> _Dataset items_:
_ _ _
//! Locks are released on every exit path

use crate::common::*;
use async_trait::async_trait;
use relkv::{LockGuard, LockManager, StoreError, StoreResult};
use serde_json::{json, Value};
use std::sync::atomic::{AtomicUsize, Ordering};
use std::sync::Arc;
use std::time::Duration;

/// Lock adapter that counts acquisitions and releases
#[derive(Default)]
struct CountingLocks {
    inner: NamedLocks,
    acquired: AtomicUsize,
    released: Arc<AtomicUsize>,
}

impl CountingLocks {
    fn balanced(&self) -> bool {
        self.acquired.load(Ordering::SeqCst) == self.released.load(Ordering::SeqCst)
    }
}

#[async_trait]
impl LockManager for CountingLocks {
    async fn acquire(&self, resource: &str) -> StoreResult<LockGuard> {
        let guard = self.inner.acquire(resource).await?;
        self.acquired.fetch_add(1, Ordering::SeqCst);
        let released = Arc::clone(&self.released);
        Ok(LockGuard::new(resource, move || {
            guard.release();
            released.fetch_add(1, Ordering::SeqCst);
        }))
    }
}

/// Lock adapter whose lock service is unreachable
struct UnreachableLocks;

#[async_trait]
impl LockManager for UnreachableLocks {
    async fn acquire(&self, resource: &str) -> StoreResult<LockGuard> {
        Err(StoreError::Lock {
            resource: resource.to_string(),
            reason: "lock service unreachable".into(),
        })
    }
}

fn counting_store() -> (RelationalStore<MemoryStore, CountingLocks>, Arc<CountingLocks>) {
    let locks = Arc::new(CountingLocks::default());
    let store = RelationalStore::builder()
        .locks(Arc::clone(&locks))
        .quiet()
        .build()
        .unwrap();
    (store, locks)
}

#[tokio::test]
async fn every_failure_path_releases() {
    let (store, locks) = counting_store();
    store
        .add_item_to_collection("items", json!({"n": 1}), AddOptions::new().id("a"))
        .await
        .unwrap();
    let mismatched = fks([("n", ForeignKey::one_to_one("x"))]);

    let outcomes = vec![
        store
            .update_item_in_collection("items", "a", json!({}), &mismatched)
            .await
            .err(),
        store
            .update_item_in_collection_with("items", "a", &ForeignKeys::new(), |_| async {
                Err::<Value, _>("nope")
            })
            .await
            .err(),
        store
            .update_item_in_collection("items", "ghost", json!({}), &ForeignKeys::new())
            .await
            .err(),
        store.remove_item_in_collection("items", "ghost").await.err(),
        store
            .add_item_to_collection("items", json!("not an object"), AddOptions::new())
            .await
            .err(),
    ];
    assert!(outcomes.iter().all(Option::is_some));

    store.storage().fail_next_round_trips(1);
    assert!(store
        .add_item_to_collection("items", json!({}), AddOptions::new().id("b"))
        .await
        .is_err());

    assert!(locks.balanced());
    assert_eq!(locks.inner.active(), 0);
}

#[tokio::test]
async fn success_paths_release() {
    let (store, locks) = counting_store();
    store
        .add_item_to_collection("items", json!({"n": 1}), AddOptions::new().id("a"))
        .await
        .unwrap();
    store
        .update_item_in_collection("items", "a", json!({"n": 2}), &ForeignKeys::new())
        .await
        .unwrap();
    store.remove_item_in_collection("items", "a").await.unwrap();
    store.remove_collection("items").await.unwrap();

    // add takes the collection lock and the item lock
    assert_eq!(locks.acquired.load(Ordering::SeqCst), 5);
    assert!(locks.balanced());
}

#[tokio::test(flavor = "multi_thread", worker_threads = 4)]
async fn failed_update_does_not_block_other_items() {
    let store = quiet_store();
    put(&store, "items", "a", json!({})).await;
    put(&store, "items", "b", json!({})).await;

    let err = store
        .update_item_in_collection_with("items", "a", &ForeignKeys::new(), |_| async {
            tokio::time::sleep(Duration::from_millis(10)).await;
            Err::<Value, _>("merge failed")
        })
        .await
        .unwrap_err();
    assert_eq!(err.code(), "CollectionUpdateFailure");

    let next = tokio::time::timeout(
        Duration::from_secs(1),
        store.update_item_in_collection("items", "b", json!({"ok": true}), &ForeignKeys::new()),
    )
    .await
    .expect("update of another item must not wait");
    assert_eq!(next.unwrap()["ok"], json!(true));

    let again = tokio::time::timeout(
        Duration::from_secs(1),
        store.update_item_in_collection("items", "a", json!({"ok": true}), &ForeignKeys::new()),
    )
    .await
    .expect("the failed item must be free again");
    assert!(again.is_ok());
}

#[tokio::test]
async fn panicking_transform_releases_item_lock() {
    let store = quiet_store();
    put(&store, "items", "a", json!({})).await;

    let task = {
        let store = store.clone();
        tokio::spawn(async move {
            store
                .update_item_in_collection_with("items", "a", &ForeignKeys::new(), |_| async {
                    if true {
                        panic!("transform blew up");
                    }
                    Ok::<Value, String>(json!({}))
                })
                .await
        })
    };
    assert!(task.await.is_err());
    assert!(!store.locks().is_held("items:a"));
}

#[tokio::test]
async fn lock_adapter_failure_is_generic() {
    let store = RelationalStore::builder()
        .locks(Arc::new(UnreachableLocks))
        .quiet()
        .build()
        .unwrap();
    let err = store
        .add_item_to_collection("items", json!({}), AddOptions::new())
        .await
        .unwrap_err();
    assert_eq!(err.code(), "GenericRedisFailure");
    assert!(err.to_string().contains("unreachable"));
}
_ _ _
> _Problem to solve_: Look through the data above. Each line containing the word "SeqCst" needs to be copied.

> _Result of this task_:
        self.acquired.load(Ordering::SeqCst) == self.released.load(Ordering::SeqCst)
        self.acquired.fetch_add(1, Ordering::SeqCst);
            released.fetch_add(1, Ordering::SeqCst);
    assert_eq!(locks.acquired.load(Ordering::SeqCst), 5);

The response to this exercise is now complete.